Representing the creative future

The Masters: Siiri Raasakka

Siiri Raasakka’s collection is a sharp blend of sophistication and, as she puts it, ‘awkward’ sportswear. The garments feature extensive gathering, whilst keeping their shape apparent and the body’s outline visible. Featuring overstated and elongated silhouettes, the body’s proportions are dramatically altered to craft unique and exciting shapes. At times, she describes the collection as sportswear, but it is the kind of sportswear you wouldn’t wear to actually play sport. With exaggerated, dropped shoulders, banana sleeves and faded colours as stand-out characteristics, the collection is young and clean; athletic, feminist and effortlessly simple.

After studying BA Fashion at Aalto University School of Art and Design in her home country of Finland, she came straight to Central Saint Martins to study MA Fashion in 2013 and between the two degrees, she interned in Paris with the eccentric jewellery brand Natalia Brilli. Creating this collection in particular, Siiri discovered her way of working through patterns, finding her metaphorical voice as a designer, and has learnt of the importance of feminism within her work. She explains the difficulties of staying true to yourself when you’re constantly being questioned by your tutors and peers, and has learnt that she works best with spontaneity rather than forcing something unnatural.

Siiri’s confidence translates into her designs, she nonchalantly chats away about her collection and all of her ideas behind it. Portraits by Malian photographer Malick Sidibé from the late ‘60s and early ‘70s were the starting point for her collection, which she has diligently constructed around the images that inspired her. Looking to her two favourite books Malick Sidibé: Chemises and Malick Sidibé: La Vie en Rose as a catalyst for her imagination, it was the shapes and patterns of the models’ clothing in the photos that influenced her work. Examining the clothing within these portraits inspired experimentation with pattern cutting, where she would mimic the shapes and folds she could see. Taking the silhouettes from the traditional clothing worn in the photos, Siiri has translated these into her own work, to a point where even the black and white background from one of the portraits has been interpreted into a shirt for her collection. Combining these images with the attitude of London’s 1980’s youth movements, she would find images in old issues of The Facei-D and Blitz magazines to pore over. She seeks inspiration from the early work of John Galliano, Christopher Nemeth and Vivienne Westwood, where the aesthetics of the buffalo movement act as the backbone to her research. The idiosyncratic silhouettes of these references can be seen throughout her collection, which fabricate an overarching sense of youth.
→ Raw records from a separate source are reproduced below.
//! Google Calendar client
//!
//! Fetches upcoming events per calendar through the v3 REST API with an API
//! key (read access to calendars shared with the key's project). Events from
//! all configured calendars are merged and ordered by start time; each
//! calendar's fetch is memoized separately for five minutes.

use chrono::{DateTime, NaiveDate, TimeZone, Utc};
use futures::future::join_all;
use reqwest::Client;
use serde::{Deserialize, Serialize};
use std::time::Duration;
use thiserror::Error;

use crate::cache::{FileCache, Memoized};

/// Base URL for the Google Calendar v3 API
const CALENDAR_BASE_URL: &str = "https://www.googleapis.com/calendar/v3";

/// Validity window for calendar events
const EVENTS_TTL: Duration = Duration::from_secs(5 * 60);

/// Upper bound on events requested per calendar
const MAX_RESULTS: u32 = 50;

/// Errors that can occur when fetching calendar events
#[derive(Debug, Error)]
pub enum CalendarError {
    /// HTTP request failed
    #[error("HTTP request failed: {0}")]
    RequestFailed(#[from] reqwest::Error),
}

/// A calendar event normalized for display
#[derive(Debug, Clone, Serialize, Deserialize)]
pub struct CalendarEvent {
    pub id: String,
    pub summary: String,
    pub start: DateTime<Utc>,
    pub end: DateTime<Utc>,
    /// True for date-only ("all day") events
    pub all_day: bool,
    /// Calendar the event came from
    pub calendar_id: String,
}

// --- Raw Google Calendar response shapes ---

#[derive(Debug, Deserialize)]
struct EventsResponse {
    #[serde(default)]
    items: Vec<ApiEvent>,
}

#[derive(Debug, Deserialize)]
struct ApiEvent {
    id: String,
    #[serde(default)]
    summary: Option<String>,
    start: ApiEventTime,
    end: ApiEventTime,
}

/// Either a timestamp or a bare date, depending on whether the event is
/// all-day.
#[derive(Debug, Deserialize)]
#[serde(rename_all = "camelCase")]
struct ApiEventTime {
    date_time: Option<DateTime<Utc>>,
    date: Option<NaiveDate>,
}

impl ApiEventTime {
    fn resolve(&self) -> Option<(DateTime<Utc>, bool)> {
        if let Some(dt) = self.date_time {
            return Some((dt, false));
        }
        let date = self.date?;
        let midnight = Utc.from_utc_datetime(&date.and_hms_opt(0, 0, 0)?);
        Some((midnight, true))
    }
}

/// Client for fetching Google Calendar events
#[derive(Debug, Clone)]
pub struct CalendarClient {
    http: Client,
    cache: Option<FileCache>,
    api_key: String,
    base_url: String,
}

impl CalendarClient {
    /// Creates a client with the given API key.
    pub fn new(cache: Option<FileCache>, api_key: impl Into<String>) -> Self {
        Self {
            http: Client::new(),
            cache,
            api_key: api_key.into(),
            base_url: CALENDAR_BASE_URL.to_string(),
        }
    }

    /// Fetches upcoming events for a single calendar.
    pub async fn events_for(&self, calendar_id: &str) -> Result<Vec<CalendarEvent>, CalendarError> {
        let op = Memoized::new(
            self.cache.clone(),
            "calendar.events",
            EVENTS_TTL,
            |cal_id: String| {
                let http = self.http.clone();
                let key = self.api_key.clone();
                let url = format!("{}/calendars/{cal_id}/events", self.base_url);
                async move {
                    let response: EventsResponse = http
                        .get(&url)
                        .query(&[
                            ("key", key.as_str()),
                            ("timeMin", &Utc::now().to_rfc3339()),
                            ("singleEvents", "true"),
                            ("orderBy", "startTime"),
                            ("maxResults", &MAX_RESULTS.to_string()),
                        ])
                        .send()
                        .await?
                        .error_for_status()?
                        .json()
                        .await?;
                    Ok::<_, CalendarError>(normalize_events(response, &cal_id))
                }
            },
        );
        op.call(calendar_id.to_string()).await
    }

    /// Fetches and merges events across all configured calendars, ordered by
    /// start time.
    ///
    /// A calendar that fails to fetch is logged and skipped so one broken
    /// calendar does not blank the whole panel.
    pub async fn events(&self, calendar_ids: &[String]) -> Vec<CalendarEvent> {
        let fetches = calendar_ids.iter().map(|id| self.events_for(id));
        let mut merged = Vec::new();
        for (id, result) in calendar_ids.iter().zip(join_all(fetches).await) {
            match result {
                Ok(events) => merged.extend(events),
                Err(e) => log::warn!("failed to fetch calendar {id}: {e}"),
            }
        }
        merged.sort_by_key(|e| e.start);
        merged
    }
}

fn normalize_events(response: EventsResponse, calendar_id: &str) -> Vec<CalendarEvent> {
    response
        .items
        .into_iter()
        .filter_map(|item| {
            let (start, all_day) = item.start.resolve()?;
            let (end, _) = item.end.resolve()?;
            Some(CalendarEvent {
                id: item.id,
                summary: item.summary.unwrap_or_else(|| "(untitled)".to_string()),
                start,
                end,
                all_day,
                calendar_id: calendar_id.to_string(),
            })
        })
        .collect()
}

#[cfg(test)]
mod tests {
    use super::*;

    const SAMPLE: &str = r#"{
        "items": [
            {
                "id": "evt-2",
                "summary": "Dentist",
                "start": {"dateTime": "2025-01-16T14:30:00Z"},
                "end": {"dateTime": "2025-01-16T15:00:00Z"}
            },
            {
                "id": "evt-1",
                "start": {"date": "2025-01-15"},
                "end": {"date": "2025-01-16"}
            },
            {
                "id": "evt-broken",
                "summary": "No usable time",
                "start": {},
                "end": {}
            }
        ]
    }"#;

    #[test]
    fn test_normalize_resolves_timed_and_all_day_events() {
        let response: EventsResponse = serde_json::from_str(SAMPLE).unwrap();
        let events = normalize_events(response, "family@group.calendar.google.com");

        assert_eq!(events.len(), 2, "Events without a usable time are dropped");

        let timed = events.iter().find(|e| e.id == "evt-2").unwrap();
        assert!(!timed.all_day);
        assert_eq!(timed.summary, "Dentist");

        let all_day = events.iter().find(|e| e.id == "evt-1").unwrap();
        assert!(all_day.all_day);
        assert_eq!(all_day.summary, "(untitled)");
        assert_eq!(all_day.start, Utc.with_ymd_and_hms(2025, 1, 15, 0, 0, 0).unwrap());
        assert_eq!(all_day.calendar_id, "family@group.calendar.google.com");
    }

    #[test]
    fn test_event_survives_cache_round_trip() {
        let response: EventsResponse = serde_json::from_str(SAMPLE).unwrap();
        let events = normalize_events(response, "cal");
        let json = serde_json::to_string(&events).unwrap();
        let back: Vec<CalendarEvent> = serde_json::from_str(&json).unwrap();
        assert_eq!(back.len(), events.len());
        assert_eq!(back[0].start, events[0].start);
    }

    #[test]
    fn test_empty_items_normalizes_to_empty() {
        let response: EventsResponse = serde_json::from_str("{}").unwrap();
        assert!(normalize_events(response, "cal").is_empty());
    }
}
Working with pattern cutting rather than draping, Siiri makes her own patterns beginning with a block and subsequently, dramatically, transforming them. The garments gather around the waist and envelop the body, creating recognisable silhouettes with a twist. A pair of trousers, for example, feature a long crotch at the front with a shortened seam at the back, with seams to make the leg wrap around the back of itself.

While young people are the inspiration behind her collection, they are also her audience. By treating affordable fabric in the same way as she would with a more expensive alternative, Siiri’s garments become part of an economical and wearable collection. Through research of menswear and sportswear, she searched for a sense of  equality between men and women’s clothing, where menswear always seems less restrictive. Here she found her voice as a feminist designer; aspiring to create garments which women could wear with the same casual comfort and ease that men do. As a womenswear designer envisioning clothes for the female body, she was keen to create garments that encompassed masculine shapes and silhouettes while being beautifully crafted to fit a woman’s body. The collection’s colour palette occurred little by little; having worked with toiles in neutral colours, she found that these modest, faded tones seemed to lend themselves sublimely to the designs.

When I ask Siiri what she hopes her collection conveys to an audience, she tells me, “I don’t think I’m trying to say anything. Rather, I’m trying to find my voice as a designer and a way to make clothes that are personal for me.” For Siiri, fashion is more about an interpretation of the current time as opposed to providing a platform for a message. She explains, “Of course it is communication, but in a more subtle manner. The beauty and disadvantage of fashion is that its fast pace forces the designer to work very spontaneously.” I ask Siiri what her future has in store and she tells me that she would firstly like to gain experience working with other designers, to learn how fashion brands are run from the inside, and that perhaps ten years down the line she would like to build up her own name within the industry.